Altogether, the hand of Au. sediba has more features related to tool-making than that of the first human species thought of as a tool user, the "handy man" Homo habilis, said researcher Tracy Kivell at the Max Planck Institute for Evolutionary Anthropology in Germany. "This suggests to us that sediba may also have been a toolmaker."
Though the scientists haven't excavated the site in search of stone tools, "the hand and brain morphology suggest that Au. sediba may have had the capacity to manufacture and use complex tools," Kivell added.
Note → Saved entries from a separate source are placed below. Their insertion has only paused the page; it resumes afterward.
//! Fiscal period types.

use chrono::NaiveDate;
use serde::{Deserialize, Serialize};
use tally_shared::types::{FiscalPeriodId, FiscalYearId, TenantId};

/// Fiscal year definition.
#[derive(Debug, Clone, Serialize, Deserialize)]
pub struct FiscalYear {
    /// Unique identifier.
    pub id: FiscalYearId,
    /// Tenant this fiscal year belongs to.
    pub tenant_id: TenantId,
    /// Year name (e.g., "FY2026").
    pub name: String,
    /// Start date of the fiscal year.
    pub start_date: NaiveDate,
    /// End date of the fiscal year.
    pub end_date: NaiveDate,
    /// Whether the whole year is locked against posting.
    pub is_locked: bool,
}

/// A fiscal period within a fiscal year.
#[derive(Debug, Clone, Serialize, Deserialize)]
pub struct FiscalPeriod {
    /// Unique identifier.
    pub id: FiscalPeriodId,
    /// Fiscal year this period belongs to.
    pub fiscal_year_id: FiscalYearId,
    /// Period number within the year (1-12 for monthly).
    pub period_number: u8,
    /// Period name (e.g., "January 2026").
    pub name: String,
    /// Start date of the period.
    pub start_date: NaiveDate,
    /// End date of the period (inclusive).
    pub end_date: NaiveDate,
    /// Whether this period is locked against posting.
    pub is_locked: bool,
}

impl FiscalPeriod {
    /// Returns true if the given date falls within this period.
    #[must_use]
    pub fn contains_date(&self, date: NaiveDate) -> bool {
        date >= self.start_date && date <= self.end_date
    }

    /// Returns the period length in days (inclusive of both ends).
    #[must_use]
    pub fn length_days(&self) -> i64 {
        (self.end_date - self.start_date).num_days() + 1
    }
}
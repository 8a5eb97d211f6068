//! Invoice and payment reduction for Tally.
//!
//! Invoices and payments are journal-shaped documents: they generate
//! their lines by business rules, then enter the same validation and
//! workflow pipeline as hand-entered journals.
//!
//! # Modules
//!
//! - `error` - Document reduction errors
//! - `invoice` - Invoice line items and their journal reduction
//! - `payment` - Payment allocations and their journal reduction

pub mod error;
pub mod invoice;
pub mod payment;

pub use error::DocumentError;
pub use invoice::{Invoice, InvoiceAccounts, InvoiceKind, InvoiceLineItem, InvoiceTotals};
pub use payment::{Payment, PaymentAccounts};
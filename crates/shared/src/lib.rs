//! Shared types for Tally.
//!
//! This crate provides common types used across all other crates:
//! - Money in integer minor units with currency tagging
//! - Typed IDs for type-safe entity references

pub mod types;

pub use types::{Currency, Money, MoneyError};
The researchers do caution that although they suggest that Au. sediba was ancestral to the human lineage, all these apparent resemblances between it and us could just be coincidences, with this extinct species evolving similar traits to our lineages due, perhaps, to similar circumstances. [Top 10 Missing Links]
In fact, it might be just as interesting to imagine that Au. sediba was not directly ancestral to Homo, because it opens up the possibility "of independent evolution of the same sorts of features," Carlson said. "Whether or not it's on the same lineage as leading to Homo, I think there are interesting questions and implications."
The scientists detailed their findings in the Sept. 9 issue of the journal Science.